Collected data
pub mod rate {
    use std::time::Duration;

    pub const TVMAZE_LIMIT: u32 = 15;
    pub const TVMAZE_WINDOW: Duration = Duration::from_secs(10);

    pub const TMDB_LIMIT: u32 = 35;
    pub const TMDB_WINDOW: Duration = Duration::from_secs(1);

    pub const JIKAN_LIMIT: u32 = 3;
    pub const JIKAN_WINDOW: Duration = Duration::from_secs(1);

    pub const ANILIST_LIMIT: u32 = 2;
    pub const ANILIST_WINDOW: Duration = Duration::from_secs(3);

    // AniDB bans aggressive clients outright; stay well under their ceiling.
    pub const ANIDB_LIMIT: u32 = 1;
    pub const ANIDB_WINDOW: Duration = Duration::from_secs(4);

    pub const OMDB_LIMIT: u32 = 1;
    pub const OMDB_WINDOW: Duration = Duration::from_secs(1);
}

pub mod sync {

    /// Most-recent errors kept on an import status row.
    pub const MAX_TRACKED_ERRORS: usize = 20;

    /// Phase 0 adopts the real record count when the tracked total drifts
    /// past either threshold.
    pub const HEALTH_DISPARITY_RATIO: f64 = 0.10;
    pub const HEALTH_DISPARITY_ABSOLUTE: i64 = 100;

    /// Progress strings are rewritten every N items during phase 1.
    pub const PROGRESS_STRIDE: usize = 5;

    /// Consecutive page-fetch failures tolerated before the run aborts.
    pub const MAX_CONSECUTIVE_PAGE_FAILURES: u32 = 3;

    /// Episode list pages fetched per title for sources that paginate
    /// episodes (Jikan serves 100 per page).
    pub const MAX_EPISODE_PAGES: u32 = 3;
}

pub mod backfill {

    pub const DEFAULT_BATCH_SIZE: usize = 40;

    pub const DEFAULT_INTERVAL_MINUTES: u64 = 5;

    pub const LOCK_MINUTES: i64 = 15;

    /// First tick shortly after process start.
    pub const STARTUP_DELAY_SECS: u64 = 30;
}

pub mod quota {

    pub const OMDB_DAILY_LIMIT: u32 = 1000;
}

* * *

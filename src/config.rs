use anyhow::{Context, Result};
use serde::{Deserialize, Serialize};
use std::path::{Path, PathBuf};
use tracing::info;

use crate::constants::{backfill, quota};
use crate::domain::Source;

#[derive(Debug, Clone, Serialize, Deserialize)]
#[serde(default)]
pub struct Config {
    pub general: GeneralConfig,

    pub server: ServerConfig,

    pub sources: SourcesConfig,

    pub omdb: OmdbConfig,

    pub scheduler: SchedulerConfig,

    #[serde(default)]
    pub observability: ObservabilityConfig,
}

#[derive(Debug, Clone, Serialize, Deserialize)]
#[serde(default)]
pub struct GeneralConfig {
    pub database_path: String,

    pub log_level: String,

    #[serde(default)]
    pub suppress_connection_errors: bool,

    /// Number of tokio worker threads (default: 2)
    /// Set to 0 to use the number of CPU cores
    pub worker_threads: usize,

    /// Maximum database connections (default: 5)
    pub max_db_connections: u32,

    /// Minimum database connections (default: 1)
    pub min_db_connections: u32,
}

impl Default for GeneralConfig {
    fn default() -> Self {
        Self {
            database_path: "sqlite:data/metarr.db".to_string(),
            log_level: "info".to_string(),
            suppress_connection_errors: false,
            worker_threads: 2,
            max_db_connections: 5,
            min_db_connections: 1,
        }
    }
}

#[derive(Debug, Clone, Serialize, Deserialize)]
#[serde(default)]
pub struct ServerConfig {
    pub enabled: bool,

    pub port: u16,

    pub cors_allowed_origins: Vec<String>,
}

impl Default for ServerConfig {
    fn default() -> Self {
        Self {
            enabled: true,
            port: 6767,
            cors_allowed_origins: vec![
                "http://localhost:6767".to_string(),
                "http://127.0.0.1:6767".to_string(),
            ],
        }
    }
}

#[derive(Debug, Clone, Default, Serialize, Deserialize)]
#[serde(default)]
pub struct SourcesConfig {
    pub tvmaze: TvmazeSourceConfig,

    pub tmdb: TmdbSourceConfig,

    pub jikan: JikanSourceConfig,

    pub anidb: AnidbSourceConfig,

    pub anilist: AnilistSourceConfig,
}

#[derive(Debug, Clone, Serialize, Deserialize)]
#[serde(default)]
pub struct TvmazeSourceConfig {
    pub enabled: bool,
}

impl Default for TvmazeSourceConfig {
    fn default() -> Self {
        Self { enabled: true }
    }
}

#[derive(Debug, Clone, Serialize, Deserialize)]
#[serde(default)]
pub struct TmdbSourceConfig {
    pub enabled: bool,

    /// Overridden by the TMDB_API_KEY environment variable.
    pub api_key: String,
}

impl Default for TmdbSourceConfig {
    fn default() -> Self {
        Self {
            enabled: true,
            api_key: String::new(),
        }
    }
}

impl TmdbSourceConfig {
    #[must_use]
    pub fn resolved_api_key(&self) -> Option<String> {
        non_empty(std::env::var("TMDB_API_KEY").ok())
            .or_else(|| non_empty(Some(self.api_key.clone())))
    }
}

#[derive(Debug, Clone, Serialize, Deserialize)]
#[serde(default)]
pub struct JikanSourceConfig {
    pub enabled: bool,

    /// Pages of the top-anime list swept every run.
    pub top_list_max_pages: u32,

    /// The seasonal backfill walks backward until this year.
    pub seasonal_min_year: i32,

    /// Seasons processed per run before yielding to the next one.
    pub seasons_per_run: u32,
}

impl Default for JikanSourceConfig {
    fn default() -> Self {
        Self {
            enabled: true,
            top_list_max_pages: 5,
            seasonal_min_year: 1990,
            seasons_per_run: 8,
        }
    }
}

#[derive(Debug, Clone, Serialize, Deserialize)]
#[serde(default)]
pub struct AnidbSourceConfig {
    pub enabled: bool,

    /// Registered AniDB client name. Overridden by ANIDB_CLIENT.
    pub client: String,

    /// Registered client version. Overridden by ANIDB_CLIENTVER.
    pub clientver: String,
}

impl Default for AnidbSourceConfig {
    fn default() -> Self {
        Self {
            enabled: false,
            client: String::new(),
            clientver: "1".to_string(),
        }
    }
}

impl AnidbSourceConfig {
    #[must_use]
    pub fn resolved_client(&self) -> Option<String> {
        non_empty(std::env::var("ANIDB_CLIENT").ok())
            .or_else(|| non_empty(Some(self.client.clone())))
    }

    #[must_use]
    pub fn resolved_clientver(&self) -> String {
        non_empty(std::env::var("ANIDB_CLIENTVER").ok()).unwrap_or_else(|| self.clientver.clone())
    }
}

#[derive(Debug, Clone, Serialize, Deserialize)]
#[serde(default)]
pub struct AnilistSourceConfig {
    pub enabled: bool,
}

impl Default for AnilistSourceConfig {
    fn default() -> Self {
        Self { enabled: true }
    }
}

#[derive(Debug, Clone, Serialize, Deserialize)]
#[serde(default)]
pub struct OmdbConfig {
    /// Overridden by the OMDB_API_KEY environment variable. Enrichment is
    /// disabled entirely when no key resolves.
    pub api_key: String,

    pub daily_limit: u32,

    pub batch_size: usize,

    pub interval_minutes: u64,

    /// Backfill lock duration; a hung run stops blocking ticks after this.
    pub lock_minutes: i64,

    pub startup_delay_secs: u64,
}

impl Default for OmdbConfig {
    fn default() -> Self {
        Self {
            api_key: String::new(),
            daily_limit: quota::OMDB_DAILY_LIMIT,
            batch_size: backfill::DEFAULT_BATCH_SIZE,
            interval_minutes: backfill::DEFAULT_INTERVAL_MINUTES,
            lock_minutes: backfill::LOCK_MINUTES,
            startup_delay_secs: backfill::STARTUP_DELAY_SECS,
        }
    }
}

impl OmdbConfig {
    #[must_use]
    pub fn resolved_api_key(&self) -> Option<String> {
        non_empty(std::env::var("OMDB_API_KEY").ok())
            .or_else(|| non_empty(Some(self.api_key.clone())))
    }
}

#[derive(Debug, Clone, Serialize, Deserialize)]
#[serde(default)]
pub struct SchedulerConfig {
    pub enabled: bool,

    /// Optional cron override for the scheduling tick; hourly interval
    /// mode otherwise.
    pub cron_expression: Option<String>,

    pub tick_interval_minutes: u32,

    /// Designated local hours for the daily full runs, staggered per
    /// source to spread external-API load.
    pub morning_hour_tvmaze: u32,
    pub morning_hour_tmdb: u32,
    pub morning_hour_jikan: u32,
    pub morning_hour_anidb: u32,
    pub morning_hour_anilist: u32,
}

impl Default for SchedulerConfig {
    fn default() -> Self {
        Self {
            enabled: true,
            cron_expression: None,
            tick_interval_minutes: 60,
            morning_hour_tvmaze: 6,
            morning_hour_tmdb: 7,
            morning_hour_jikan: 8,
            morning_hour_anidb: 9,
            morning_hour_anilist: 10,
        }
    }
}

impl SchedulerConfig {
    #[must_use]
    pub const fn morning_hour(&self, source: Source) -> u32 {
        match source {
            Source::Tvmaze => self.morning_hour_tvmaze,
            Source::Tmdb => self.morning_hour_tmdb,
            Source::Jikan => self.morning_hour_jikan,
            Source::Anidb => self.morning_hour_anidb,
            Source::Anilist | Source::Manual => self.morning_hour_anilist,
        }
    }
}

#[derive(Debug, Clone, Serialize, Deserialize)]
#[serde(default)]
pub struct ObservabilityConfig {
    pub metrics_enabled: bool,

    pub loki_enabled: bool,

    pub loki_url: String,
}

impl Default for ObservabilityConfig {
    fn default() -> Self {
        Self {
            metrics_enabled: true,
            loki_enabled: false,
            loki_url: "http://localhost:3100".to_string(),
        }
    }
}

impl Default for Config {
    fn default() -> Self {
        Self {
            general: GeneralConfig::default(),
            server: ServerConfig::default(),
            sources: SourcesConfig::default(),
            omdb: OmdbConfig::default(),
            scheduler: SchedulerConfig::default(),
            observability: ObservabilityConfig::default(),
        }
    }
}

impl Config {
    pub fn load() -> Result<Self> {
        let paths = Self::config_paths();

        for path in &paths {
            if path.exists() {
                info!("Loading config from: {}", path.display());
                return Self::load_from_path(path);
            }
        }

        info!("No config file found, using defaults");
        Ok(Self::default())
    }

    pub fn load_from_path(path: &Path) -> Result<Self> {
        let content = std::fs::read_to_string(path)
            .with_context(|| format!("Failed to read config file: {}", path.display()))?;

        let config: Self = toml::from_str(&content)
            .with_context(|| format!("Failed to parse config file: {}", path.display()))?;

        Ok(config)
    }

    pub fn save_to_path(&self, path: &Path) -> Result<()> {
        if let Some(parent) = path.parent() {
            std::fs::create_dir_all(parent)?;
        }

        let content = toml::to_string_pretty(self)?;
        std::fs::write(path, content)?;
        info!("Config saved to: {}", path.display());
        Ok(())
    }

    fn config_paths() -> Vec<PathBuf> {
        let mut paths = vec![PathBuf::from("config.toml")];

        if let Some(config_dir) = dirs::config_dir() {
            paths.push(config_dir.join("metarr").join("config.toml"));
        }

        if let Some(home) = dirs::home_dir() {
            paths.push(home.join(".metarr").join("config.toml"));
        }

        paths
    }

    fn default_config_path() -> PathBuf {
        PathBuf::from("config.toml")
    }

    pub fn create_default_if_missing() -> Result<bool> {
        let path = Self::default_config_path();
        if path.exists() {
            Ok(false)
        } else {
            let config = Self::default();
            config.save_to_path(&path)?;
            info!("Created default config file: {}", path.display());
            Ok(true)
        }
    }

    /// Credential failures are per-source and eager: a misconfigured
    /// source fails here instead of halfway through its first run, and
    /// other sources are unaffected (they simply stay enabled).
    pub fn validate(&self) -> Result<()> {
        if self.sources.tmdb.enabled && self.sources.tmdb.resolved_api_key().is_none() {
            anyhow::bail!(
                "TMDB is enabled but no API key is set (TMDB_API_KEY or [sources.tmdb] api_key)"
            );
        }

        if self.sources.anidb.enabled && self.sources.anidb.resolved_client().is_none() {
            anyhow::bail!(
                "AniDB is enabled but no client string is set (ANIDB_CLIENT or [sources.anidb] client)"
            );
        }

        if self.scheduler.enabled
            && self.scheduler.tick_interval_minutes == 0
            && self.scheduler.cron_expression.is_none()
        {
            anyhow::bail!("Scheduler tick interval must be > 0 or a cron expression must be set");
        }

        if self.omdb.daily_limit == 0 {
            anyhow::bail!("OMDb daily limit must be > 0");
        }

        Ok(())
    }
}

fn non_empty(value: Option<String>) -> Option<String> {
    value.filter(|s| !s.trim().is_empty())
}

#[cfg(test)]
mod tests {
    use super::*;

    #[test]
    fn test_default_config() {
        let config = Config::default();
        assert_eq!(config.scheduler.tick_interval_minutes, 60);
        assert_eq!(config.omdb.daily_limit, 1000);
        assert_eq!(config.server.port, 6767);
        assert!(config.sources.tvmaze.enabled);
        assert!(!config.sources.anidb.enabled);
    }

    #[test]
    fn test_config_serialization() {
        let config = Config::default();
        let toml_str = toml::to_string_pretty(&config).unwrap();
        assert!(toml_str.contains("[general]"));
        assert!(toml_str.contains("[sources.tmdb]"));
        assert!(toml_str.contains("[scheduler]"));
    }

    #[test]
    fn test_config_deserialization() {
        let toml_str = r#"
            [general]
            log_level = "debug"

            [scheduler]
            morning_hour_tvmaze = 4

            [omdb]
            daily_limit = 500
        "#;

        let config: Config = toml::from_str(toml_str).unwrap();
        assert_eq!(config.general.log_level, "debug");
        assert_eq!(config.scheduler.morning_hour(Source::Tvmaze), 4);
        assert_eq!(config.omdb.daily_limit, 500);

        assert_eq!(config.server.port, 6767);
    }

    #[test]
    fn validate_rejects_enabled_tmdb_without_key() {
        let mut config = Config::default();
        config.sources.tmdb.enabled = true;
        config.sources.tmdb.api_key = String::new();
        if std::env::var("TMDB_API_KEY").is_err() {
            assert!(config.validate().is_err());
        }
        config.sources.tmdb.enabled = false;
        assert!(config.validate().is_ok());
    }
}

What this task involves: Among the records above, find the lines that contain "push" and copy every one.

Task result:
            paths.push(config_dir.join("metarr").join("config.toml"));
            paths.push(home.join(".metarr").join("config.toml"));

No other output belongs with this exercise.